─── Task material ───

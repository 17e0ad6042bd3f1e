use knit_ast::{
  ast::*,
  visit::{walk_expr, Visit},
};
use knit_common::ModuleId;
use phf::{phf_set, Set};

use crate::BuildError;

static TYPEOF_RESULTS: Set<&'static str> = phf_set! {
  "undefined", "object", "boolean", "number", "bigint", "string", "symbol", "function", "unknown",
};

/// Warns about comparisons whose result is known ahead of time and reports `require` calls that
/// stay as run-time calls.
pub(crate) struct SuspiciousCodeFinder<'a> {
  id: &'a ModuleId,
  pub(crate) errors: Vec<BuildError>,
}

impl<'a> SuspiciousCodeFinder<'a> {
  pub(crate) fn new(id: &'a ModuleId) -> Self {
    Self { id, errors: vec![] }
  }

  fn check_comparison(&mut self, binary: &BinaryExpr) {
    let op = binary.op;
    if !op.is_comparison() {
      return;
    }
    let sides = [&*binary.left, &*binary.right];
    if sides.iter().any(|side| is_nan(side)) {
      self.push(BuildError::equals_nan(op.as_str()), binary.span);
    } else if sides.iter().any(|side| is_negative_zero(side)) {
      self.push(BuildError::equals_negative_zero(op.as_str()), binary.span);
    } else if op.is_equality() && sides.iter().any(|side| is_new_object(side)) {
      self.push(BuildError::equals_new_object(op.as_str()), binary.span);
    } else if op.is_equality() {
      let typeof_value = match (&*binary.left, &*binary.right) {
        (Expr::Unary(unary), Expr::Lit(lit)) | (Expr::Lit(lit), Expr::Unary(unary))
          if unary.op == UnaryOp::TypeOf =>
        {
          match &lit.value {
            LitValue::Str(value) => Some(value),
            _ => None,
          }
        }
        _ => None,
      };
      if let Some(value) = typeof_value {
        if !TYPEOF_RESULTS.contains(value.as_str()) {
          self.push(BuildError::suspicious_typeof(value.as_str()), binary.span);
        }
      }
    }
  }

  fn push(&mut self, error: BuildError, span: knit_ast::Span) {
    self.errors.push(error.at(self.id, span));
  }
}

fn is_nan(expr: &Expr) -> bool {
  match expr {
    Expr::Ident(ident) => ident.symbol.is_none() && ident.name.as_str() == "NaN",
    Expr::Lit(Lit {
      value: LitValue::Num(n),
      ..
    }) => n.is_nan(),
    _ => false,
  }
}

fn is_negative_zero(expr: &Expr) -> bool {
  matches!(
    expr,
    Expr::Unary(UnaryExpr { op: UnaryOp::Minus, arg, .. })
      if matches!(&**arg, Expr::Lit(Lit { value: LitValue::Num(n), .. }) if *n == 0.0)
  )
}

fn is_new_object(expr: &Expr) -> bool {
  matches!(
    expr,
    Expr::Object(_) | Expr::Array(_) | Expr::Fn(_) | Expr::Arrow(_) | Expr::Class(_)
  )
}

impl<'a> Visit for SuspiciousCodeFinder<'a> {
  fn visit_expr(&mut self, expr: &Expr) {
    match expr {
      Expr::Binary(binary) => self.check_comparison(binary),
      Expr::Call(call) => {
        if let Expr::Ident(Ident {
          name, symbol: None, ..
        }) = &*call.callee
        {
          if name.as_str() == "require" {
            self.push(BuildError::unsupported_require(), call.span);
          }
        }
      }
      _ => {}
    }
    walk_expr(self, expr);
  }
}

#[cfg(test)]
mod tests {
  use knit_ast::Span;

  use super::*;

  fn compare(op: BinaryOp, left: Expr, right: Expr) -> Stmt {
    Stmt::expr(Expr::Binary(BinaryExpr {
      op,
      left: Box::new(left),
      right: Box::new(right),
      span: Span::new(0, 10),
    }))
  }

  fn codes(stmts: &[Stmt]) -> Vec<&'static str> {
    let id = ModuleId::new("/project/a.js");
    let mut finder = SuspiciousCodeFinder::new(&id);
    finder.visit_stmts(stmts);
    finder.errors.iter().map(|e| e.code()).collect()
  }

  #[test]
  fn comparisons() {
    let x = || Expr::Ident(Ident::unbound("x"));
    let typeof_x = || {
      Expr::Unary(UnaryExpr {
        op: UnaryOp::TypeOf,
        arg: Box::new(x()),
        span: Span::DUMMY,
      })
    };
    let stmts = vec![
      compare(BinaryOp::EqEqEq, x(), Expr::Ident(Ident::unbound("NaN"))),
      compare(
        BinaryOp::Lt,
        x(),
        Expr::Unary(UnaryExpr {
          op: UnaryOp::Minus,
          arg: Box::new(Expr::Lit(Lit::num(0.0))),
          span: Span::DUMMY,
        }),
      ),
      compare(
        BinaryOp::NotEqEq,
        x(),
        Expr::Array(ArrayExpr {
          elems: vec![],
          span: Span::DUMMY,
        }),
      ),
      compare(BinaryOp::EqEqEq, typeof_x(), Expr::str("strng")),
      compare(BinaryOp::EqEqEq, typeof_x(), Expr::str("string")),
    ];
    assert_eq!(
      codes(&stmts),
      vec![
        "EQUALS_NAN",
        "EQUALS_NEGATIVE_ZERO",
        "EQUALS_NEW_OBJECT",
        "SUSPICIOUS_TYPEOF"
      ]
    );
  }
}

───

Work instructions
Look through the data above and return exactly the lines from the one that contains "as run-time calls." to the one that contains "self.push(BuildError::equals_nan(op.as_str()), binary.span);", inclusive, with nothing else.

Response
/// stay as run-time calls.
pub(crate) struct SuspiciousCodeFinder<'a> {
  id: &'a ModuleId,
  pub(crate) errors: Vec<BuildError>,
}

impl<'a> SuspiciousCodeFinder<'a> {
  pub(crate) fn new(id: &'a ModuleId) -> Self {
    Self { id, errors: vec![] }
  }

  fn check_comparison(&mut self, binary: &BinaryExpr) {
    let op = binary.op;
    if !op.is_comparison() {
      return;
    }
    let sides = [&*binary.left, &*binary.right];
    if sides.iter().any(|side| is_nan(side)) {
      self.push(BuildError::equals_nan(op.as_str()), binary.span);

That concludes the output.